M2.5 was better at programming than GLM-4.7 while being way smaller. I'm sure GLM-5.1 is a little better, as the benchmarks show, but it's ~3.3x bigger and I can't run it at a reasonable quant. It's unlikely to be worth the speed degradation on anyone's local HW. For some reason Zhipu went overnight from decently param-efficient to grossly inefficient (hence anons' speculation it's a ploy to sell cloud subscriptions).

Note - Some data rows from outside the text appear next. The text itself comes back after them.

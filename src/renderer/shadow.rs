//! Software rendering of the shadow background.
//!
//! The background is a transparent bitmap holding one rounded rectangle drawn
//! with a transparent fill and a shadow-layer effect. The shape itself is
//! invisible, so only the blurred, offset silhouette is ever drawn.

use std::sync::Arc;

use tiny_skia::{FillRule, Mask, PremultipliedColorU8, Transform};

use super::bitmap::Bitmap;
use super::primitives::{RoundedRect, Shadow};
use super::{Background, RenderMode};
use crate::config::{Edges, ShadowConfig};
use crate::error::RenderError;
use crate::widgets::Rect;

/// Kernel half-width in standard deviations.
const KERNEL_EXTENT: f32 = 3.0;

/// Renders shadow backgrounds for one [`ShadowConfig`].
#[derive(Debug, Clone, PartialEq)]
pub struct ShadowRenderer {
    config: ShadowConfig,
}

impl ShadowRenderer {
    pub fn new(config: ShadowConfig) -> Self {
        Self { config }
    }

    pub fn config(&self) -> &ShadowConfig {
        &self.config
    }

    /// Shape the shadow is cast from, for a bitmap of the given size.
    ///
    /// Non-trimmed edges are inset by the shadow radius. Each pair of edges is
    /// then pulled toward the center by the signed offset on its axis, so a
    /// negative offset widens the shape instead of mirroring the positive case.
    pub fn shadow_shape(&self, width: f32, height: f32) -> RoundedRect {
        let c = &self.config;
        let radius = c.shadow_radius();
        let trim = c.trim();
        let inset = |edge: Edges| if trim.contains(edge) { 0.0 } else { radius };

        let mut shape = RoundedRect::new(
            inset(Edges::LEFT),
            inset(Edges::TOP),
            width - inset(Edges::RIGHT),
            height - inset(Edges::BOTTOM),
            c.corner_radius(),
        );
        shape.top += c.dy();
        shape.bottom -= c.dy();
        shape.left += c.dx();
        shape.right -= c.dx();
        shape
    }

    /// Render the shadow bitmap for a `width` × `height` request.
    ///
    /// Returns `Ok(None)` when either dimension is not positive.
    pub fn render(&self, width: i32, height: i32) -> Result<Option<Bitmap>, RenderError> {
        if width <= 0 || height <= 0 {
            log::debug!("skipping shadow render for {}x{}", width, height);
            return Ok(None);
        }
        let (w, h) = (width as u32, height as u32);
        let mut bitmap = Bitmap::new(w, h)?;
        let shape = self.shadow_shape(w as f32, h as f32);
        let shadow = self.config.shadow();

        if shadow.is_visible() {
            draw_shadow_layer(&mut bitmap, &shape, &shadow)?;
        }

        log::debug!(
            "rendered shadow {}x{} shape=({:.1}, {:.1}, {:.1}, {:.1}) sigma={:.2}",
            w,
            h,
            shape.left,
            shape.top,
            shape.right,
            shape.bottom,
            shadow.sigma()
        );
        Ok(Some(bitmap))
    }

    /// Produce the widget background for a request.
    ///
    /// Preview mode skips the shadow layer and returns a flat fill of the
    /// shadow color.
    pub fn render_background(
        &self,
        width: i32,
        height: i32,
        mode: RenderMode,
    ) -> Result<Option<Background>, RenderError> {
        if width <= 0 || height <= 0 {
            return Ok(None);
        }
        match mode {
            RenderMode::Preview => Ok(Some(Background::Solid(self.config.shadow_color()))),
            RenderMode::Interactive => Ok(self
                .render(width, height)?
                .map(|bitmap| Background::Bitmap(Arc::new(bitmap)))),
        }
    }
}

/// Composite the blurred, offset silhouette of `shape` tinted with the
/// shadow color.
fn draw_shadow_layer(
    bitmap: &mut Bitmap,
    shape: &RoundedRect,
    shadow: &Shadow,
) -> Result<(), RenderError> {
    let Some(path) = shape.to_path() else {
        return Ok(());
    };
    let (width, height) = bitmap.dimensions();
    let mut mask = Mask::new(width, height).ok_or(RenderError::EmptyBitmap { width, height })?;
    mask.fill_path(
        &path,
        FillRule::Winding,
        true,
        Transform::from_translate(shadow.offset.0, shadow.offset.1),
    );

    let (w, h) = (width as usize, height as usize);
    let mut coverage: Vec<f32> = mask.data().iter().map(|&a| f32::from(a) / 255.0).collect();
    gaussian_blur(&mut coverage, w, h, shadow.sigma());

    let mut layer = Bitmap::new(width, height)?;
    let [r, g, b, a] = shadow.color.to_rgba8();
    let tint = [r, g, b].map(|c| f32::from(c) / 255.0);
    for (px, cov) in layer.pixmap_mut().pixels_mut().iter_mut().zip(&coverage) {
        let alpha = (f32::from(a) * cov.clamp(0.0, 1.0)).round();
        if alpha <= 0.0 {
            continue;
        }
        let [pr, pg, pb] = tint.map(|c| (c * alpha).round() as u8);
        *px = PremultipliedColorU8::from_rgba(pr, pg, pb, alpha as u8)
            .unwrap_or(PremultipliedColorU8::TRANSPARENT);
    }

    bitmap.draw_bitmap(&layer, Rect::new(0.0, 0.0, width as f32, height as f32));
    Ok(())
}

/// Normalized 1D Gaussian kernel, at most `max_half` taps on each side.
fn gaussian_kernel(sigma: f32, max_half: usize) -> Vec<f32> {
    let half = ((sigma * KERNEL_EXTENT).ceil() as usize).clamp(1, max_half.max(1)) as isize;
    let denom = 2.0 * sigma * sigma;
    let mut kernel: Vec<f32> = (-half..=half)
        .map(|i| {
            let i = i as f32;
            (-(i * i) / denom).exp()
        })
        .collect();
    let sum: f32 = kernel.iter().sum();
    for k in &mut kernel {
        *k /= sum;
    }
    kernel
}

/// Separable Gaussian blur of a coverage mask. Samples outside the mask are
/// treated as empty, and the kernel never reaches past the larger side.
fn gaussian_blur(mask: &mut [f32], width: usize, height: usize, sigma: f32) {
    if sigma <= 0.0 || width == 0 || height == 0 {
        return;
    }
    let kernel = gaussian_kernel(sigma, width.max(height));
    let half = (kernel.len() / 2) as isize;
    let mut scratch = vec![0.0f32; mask.len()];

    // Horizontal pass: mask -> scratch
    for y in 0..height {
        let row = &mask[y * width..(y + 1) * width];
        for x in 0..width {
            let mut acc = 0.0;
            for (k, weight) in kernel.iter().enumerate() {
                let sx = x as isize + k as isize - half;
                if sx >= 0 && (sx as usize) < width {
                    acc += row[sx as usize] * weight;
                }
            }
            scratch[y * width + x] = acc;
        }
    }

    // Vertical pass: scratch -> mask
    for x in 0..width {
        for y in 0..height {
            let mut acc = 0.0;
            for (k, weight) in kernel.iter().enumerate() {
                let sy = y as isize + k as isize - half;
                if sy >= 0 && (sy as usize) < height {
                    acc += scratch[sy as usize * width + x] * weight;
                }
            }
            mask[y * width + x] = acc;
        }
    }
}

With Qwen it's more of a toss-up. 3.5 397B is very smart, comparable to MiniMax-M2.7 in programming, and it runs at reasonable speed with its very low active fraction. Particularly it retains perf much better over long context (than anything else out there) thanks to its hybrid SSM arch. If Qwen keeps up its releases, I imagine they'll fully overtake MiniMax.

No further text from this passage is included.